### WHAT TO DO
Stopping at the line that holds "use super::sse::SseEvent;", repeat the lines below exactly, starting from the very first and including that final line.

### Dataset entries

use std::sync::atomic::{AtomicBool, Ordering};
use std::sync::Arc;
use std::time::Duration;

use futures::stream::{Stream, StreamExt};
use serde::Serialize;
use tokio::sync::watch;
use tokio::task::JoinHandle;
use tracing::{debug, info, warn};

use super::supervisor::{ConnectionStatus, ConnectionSupervisor, ReconnectPolicy};
use super::sse::SseEvent;
use super::transport::InsightTransport;
use crate::events::{emit_event, event_names, EventSink};
use crate::types::CampaignInsights;

/// Everything a consumer can observe about one subscription.
#[derive(Debug, Clone, PartialEq, Serialize)]
pub struct StreamState {
    pub campaign_id: String,
    pub status: ConnectionStatus,
    /// Last successfully parsed event. Survives disconnects.
    pub latest: Option<CampaignInsights>,
    /// Malformed payloads that were skipped.
    pub decode_errors: u64,
    /// Events older than `latest` that were skipped.
    pub stale_events: u64,
    pub reconnect_attempts: u32,
}

impl StreamState {
    fn new(campaign_id: &str) -> Self {
        Self {
            campaign_id: campaign_id.to_string(),
            status: ConnectionStatus::Idle,
            latest: None,
            decode_errors: 0,
            stale_events: 0,
            reconnect_attempts: 0,
        }
    }

    pub fn connected(&self) -> bool {
        self.status == ConnectionStatus::Connected
    }
}

#[derive(Serialize)]
struct InsightsUpdate<'a> {
    campaign_id: &'a str,
    insights: &'a CampaignInsights,
}

#[derive(Serialize)]
struct StatusChange<'a> {
    campaign_id: &'a str,
    status: ConnectionStatus,
    connected: bool,
}

/// Shared between the subscription handle and its reader task.
struct Shared {
    campaign_id: String,
    state: watch::Sender<StreamState>,
    sink: Arc<dyn EventSink>,
    /// Set on teardown. A reader still mid-poll on another worker must not
    /// write over the final `Idle`.
    closed: AtomicBool,
}

impl Shared {
    fn is_closed(&self) -> bool {
        self.closed.load(Ordering::SeqCst)
    }

    /// Mark the subscription torn down and publish `Idle`.
    fn shut_down(&self) {
        self.closed.store(true, Ordering::SeqCst);
        self.set_status(ConnectionStatus::Idle);
    }

    fn set_status(&self, status: ConnectionStatus) {
        // Checked under the channel's write lock, so a late reader write
        // either lands before `Idle` or not at all.
        let changed = self.state.send_if_modified(|s| {
            if s.status == status || (self.is_closed() && status != ConnectionStatus::Idle) {
                return false;
            }
            s.status = status;
            true
        });
        if changed {
            debug!(campaign_id = %self.campaign_id, ?status, "Stream status changed");
            let payload = StatusChange {
                campaign_id: &self.campaign_id,
                status,
                connected: status == ConnectionStatus::Connected,
            };
            if let Err(e) = emit_event(self.sink.as_ref(), event_names::STREAM_STATUS, payload) {
                warn!(error = %e, "Failed to emit stream status");
            }
        }
    }

    /// Apply one pushed event to `latest`.
    fn apply(&self, event: &SseEvent) {
        if !event.is_message() {
            debug!(campaign_id = %self.campaign_id, event = %event.event, "Ignoring named event");
            return;
        }

        let insights = match CampaignInsights::from_event_data(&event.data) {
            Ok(insights) => insights,
            Err(e) => {
                warn!(campaign_id = %self.campaign_id, error = %e, "Skipping malformed insights event");
                self.state.send_if_modified(|s| {
                    if self.is_closed() {
                        return false;
                    }
                    s.decode_errors += 1;
                    true
                });
                return;
            }
        };

        let mut applied = false;
        self.state.send_if_modified(|s| {
            if self.is_closed() {
                return false;
            }
            // Older than what is shown: skipped and counted (see DESIGN.md,
            // out-of-order events).
            let stale = s
                .latest
                .as_ref()
                .is_some_and(|current| insights.timestamp < current.timestamp);
            if stale {
                s.stale_events += 1;
            } else {
                s.latest = Some(insights.clone());
                applied = true;
            }
            true
        });

        if !applied {
            debug!(campaign_id = %self.campaign_id, timestamp = %insights.timestamp, "Skipping out-of-order event");
            return;
        }
        let payload = InsightsUpdate {
            campaign_id: &self.campaign_id,
            insights: &insights,
        };
        if let Err(e) = emit_event(self.sink.as_ref(), event_names::INSIGHTS_UPDATE, payload) {
            warn!(error = %e, "Failed to emit insights update");
        }
    }
}

/// One live insights channel for one campaign.
///
/// The reader task owns the transport; the handle owns the task. Closing or
/// dropping the handle stops the task, which closes the connection, and
/// leaves the state `Idle`.
pub struct Subscription {
    shared: Arc<Shared>,
    task: Option<JoinHandle<()>>,
}

impl Subscription {
    /// Open a subscription on the current tokio runtime.
    ///
    /// Without a runtime the subscription starts `Disconnected` and never
    /// connects; the caller is not failed.
    pub fn open(
        campaign_id: &str,
        url: String,
        transport: Arc<dyn InsightTransport>,
        policy: ReconnectPolicy,
        sink: Arc<dyn EventSink>,
    ) -> Self {
        let (state, _) = watch::channel(StreamState::new(campaign_id));
        let shared = Arc::new(Shared {
            campaign_id: campaign_id.to_string(),
            state,
            sink,
            closed: AtomicBool::new(false),
        });

        let task = match tokio::runtime::Handle::try_current() {
            Ok(handle) => {
                shared.set_status(ConnectionStatus::Connecting);
                Some(handle.spawn(run(shared.clone(), url, transport, policy)))
            }
            Err(e) => {
                warn!(campaign_id, error = %e, "Cannot open insights stream outside a runtime");
                shared.set_status(ConnectionStatus::Disconnected);
                None
            }
        };

        Self { shared, task }
    }

    pub fn campaign_id(&self) -> &str {
        &self.shared.campaign_id
    }

    pub fn state(&self) -> StreamState {
        self.shared.state.borrow().clone()
    }

    pub fn latest(&self) -> Option<CampaignInsights> {
        self.shared.state.borrow().latest.clone()
    }

    pub fn connected(&self) -> bool {
        self.shared.state.borrow().connected()
    }

    /// A receiver that observes every state change.
    pub fn watch(&self) -> watch::Receiver<StreamState> {
        self.shared.state.subscribe()
    }

    /// State changes as an async sequence. It ends once the subscription
    /// is closed and dropped.
    pub fn changes(&self) -> impl Stream<Item = StreamState> + Send + 'static {
        futures::stream::unfold(self.watch(), |mut rx| async move {
            rx.changed().await.ok()?;
            let state = rx.borrow_and_update().clone();
            Some((state, rx))
        })
    }

    /// Stop the reader task and wait until its connection is released.
    pub async fn close(mut self) {
        if let Some(task) = self.task.take() {
            task.abort();
            let _ = task.await;
        }
        self.shared.shut_down();
        info!(campaign_id = %self.shared.campaign_id, "Insights stream closed");
    }
}

impl Drop for Subscription {
    fn drop(&mut self) {
        if let Some(task) = self.task.take() {
            task.abort();
        }
        self.shared.shut_down();
    }
}

async fn run(
    shared: Arc<Shared>,
    url: String,
    transport: Arc<dyn InsightTransport>,
    policy: ReconnectPolicy,
) {
    let campaign_id = shared.campaign_id.clone();
    let mut supervisor = ConnectionSupervisor::new(policy);
    let mut last_event_id: Option<String> = None;

    loop {
        shared.set_status(ConnectionStatus::Connecting);
        match transport.connect(&url, last_event_id.as_deref()).await {
            Ok(mut events) => {
                supervisor.record_open();
                shared.state.send_if_modified(|s| {
                    let changed = !shared.is_closed() && s.reconnect_attempts != 0;
                    if changed {
                        s.reconnect_attempts = 0;
                    }
                    changed
                });
                shared.set_status(ConnectionStatus::Connected);
                info!(campaign_id = %campaign_id, url = %url, "Insights stream connected");

                while let Some(item) = events.next().await {
                    match item {
                        Ok(event) => {
                            if let Some(id) = &event.id {
                                last_event_id = Some(id.clone());
                            }
                            if let Some(ms) = event.retry {
                                supervisor.set_retry_floor(Duration::from_millis(ms));
                            }
                            shared.apply(&event);
                        }
                        Err(e) => {
                            warn!(campaign_id = %campaign_id, error = %e, "Insights stream error");
                            break;
                        }
                    }
                }
                // closes the connection before any reconnect
                drop(events);
            }
            Err(e) => {
                warn!(campaign_id = %campaign_id, error = %e, "Failed to open insights stream");
            }
        }

        shared.set_status(ConnectionStatus::Disconnected);

        match supervisor.record_failure() {
            Some(delay) => {
                let attempt = supervisor.attempts();
                shared.state.send_if_modified(|s| {
                    if shared.is_closed() {
                        return false;
                    }
                    s.reconnect_attempts = attempt;
                    true
                });
                info!(
                    campaign_id = %campaign_id,
                    attempt,
                    delay_ms = delay.as_millis() as u64,
                    "Reconnecting insights stream"
                );
                tokio::time::sleep(delay).await;
            }
            None => {
                info!(campaign_id = %campaign_id, "Insights stream stopped");
                return;
            }
        }
    }
}

#[cfg(test)]
pub(crate) mod testing {
    //! Scripted in-memory transport shared by the stream tests.

    use std::collections::VecDeque;
    use std::sync::atomic::{AtomicUsize, Ordering};
    use std::sync::{Arc, Mutex};

    use async_trait::async_trait;
    use futures::stream::{self, StreamExt};

    use crate::error::StreamError;
    use crate::stream::sse::SseEvent;
    use crate::stream::transport::{EventStream, InsightTransport};

    /// What one `connect` call produces.
    pub enum Script {
        Refuse(StreamError),
        /// Yield these items, then stay open until dropped.
        Open(Vec<Result<SseEvent, StreamError>>),
        /// Yield these items, then end the stream.
        Finite(Vec<Result<SseEvent, StreamError>>),
    }

    struct OpenGuard(Arc<AtomicUsize>);

    impl OpenGuard {
        fn new(counter: Arc<AtomicUsize>) -> Self {
            counter.fetch_add(1, Ordering::SeqCst);
            Self(counter)
        }

        fn touch(&self) {}
    }

    impl Drop for OpenGuard {
        fn drop(&mut self) {
            self.0.fetch_sub(1, Ordering::SeqCst);
        }
    }

    #[derive(Default)]
    pub struct ScriptedTransport {
        scripts: Mutex<VecDeque<Script>>,
        connects: Mutex<Vec<(String, Option<String>)>>,
        open: Arc<AtomicUsize>,
    }

    impl ScriptedTransport {
        pub fn new(scripts: Vec<Script>) -> Self {
            Self {
                scripts: Mutex::new(scripts.into()),
                ..Self::default()
            }
        }

        pub fn push(&self, script: Script) {
            self.scripts.lock().unwrap().push_back(script);
        }

        pub fn connected_urls(&self) -> Vec<String> {
            self.connects
                .lock()
                .unwrap()
                .iter()
                .map(|(url, _)| url.clone())
                .collect()
        }

        pub fn last_event_ids(&self) -> Vec<Option<String>> {
            self.connects
                .lock()
                .unwrap()
                .iter()
                .map(|(_, id)| id.clone())
                .collect()
        }

        /// Connections currently held open by a subscriber.
        pub fn open_connections(&self) -> usize {
            self.open.load(Ordering::SeqCst)
        }
    }

    #[async_trait]
    impl InsightTransport for ScriptedTransport {
        async fn connect(
            &self,
            url: &str,
            last_event_id: Option<&str>,
        ) -> Result<EventStream, StreamError> {
            self.connects
                .lock()
                .unwrap()
                .push((url.to_string(), last_event_id.map(str::to_string)));
            let script = self.scripts.lock().unwrap().pop_front();
            let guard = OpenGuard::new(self.open.clone());
            let items = match script {
                None => {
                    return Err(StreamError::Connect {
                        url: url.to_string(),
                        reason: "no script".to_string(),
                    })
                }
                Some(Script::Refuse(e)) => return Err(e),
                Some(Script::Open(items)) => stream::iter(items).chain(stream::pending()).boxed(),
                Some(Script::Finite(items)) => stream::iter(items).boxed(),
            };
            Ok(items
                .map(move |item| {
                    guard.touch();
                    item
                })
                .boxed())
        }
    }

    pub fn insights_event(spend: f64, clicks: u64, timestamp: &str) -> SseEvent {
        SseEvent::message(format!(
            r#"{{"timestamp":"{}","impressions":{},"clicks":{},"conversions":1,"spend":{},"ctr":1.5,"cpc":0.5,"conversion_rate":2.0}}"#,
            timestamp,
            clicks * 100,
            clicks,
            spend
        ))
    }
}
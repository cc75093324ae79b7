//! Per-service rollout lease.
//!
//! A lease is taken while a rollout is `Preparing` and released when the
//! guard drops, which happens once the rollout has reached `Done`. It
//! guards against two rollouts in one process; the state store's claim
//! guards against two processes sharing a state directory.

use std::collections::HashSet;
use std::sync::{Arc, Mutex};

use tracing::debug;

use cutover_core::{CutoverError, CutoverResult};

/// Set of services with a rollout in flight. Cheap to clone.
#[derive(Debug, Clone, Default)]
pub struct LeaseRegistry {
    held: Arc<Mutex<HashSet<String>>>,
}

impl LeaseRegistry {
    pub fn new() -> Self {
        Self::default()
    }

    /// Take the lease for `service`, or fail with `RolloutInProgress`.
    pub fn acquire(&self, service: &str) -> CutoverResult<RolloutLease> {
        let mut held = self.held.lock().expect("lease lock");
        if !held.insert(service.to_string()) {
            return Err(CutoverError::RolloutInProgress(service.to_string()));
        }
        debug!(%service, "rollout lease acquired");
        Ok(RolloutLease {
            service: service.to_string(),
            held: Arc::clone(&self.held),
        })
    }

    pub fn is_held(&self, service: &str) -> bool {
        self.held.lock().expect("lease lock").contains(service)
    }
}

/// Drop guard for one service's lease.
#[derive(Debug)]
pub struct RolloutLease {
    service: String,
    held: Arc<Mutex<HashSet<String>>>,
}

impl Drop for RolloutLease {
    fn drop(&mut self) {
        if let Ok(mut held) = self.held.lock() {
            held.remove(&self.service);
            debug!(service = %self.service, "rollout lease released");
        }
    }
}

### OUTPUT FOR THIS TASK
use std::sync::atomic::{AtomicBool, Ordering};
use std::sync::Arc;
use std::time::Duration;

use futures::stream::{Stream, StreamExt};
use serde::Serialize;
use tokio::sync::watch;
use tokio::task::JoinHandle;
use tracing::{debug, info, warn};

use super::supervisor::{ConnectionStatus, ConnectionSupervisor, ReconnectPolicy};
use super::sse::SseEvent;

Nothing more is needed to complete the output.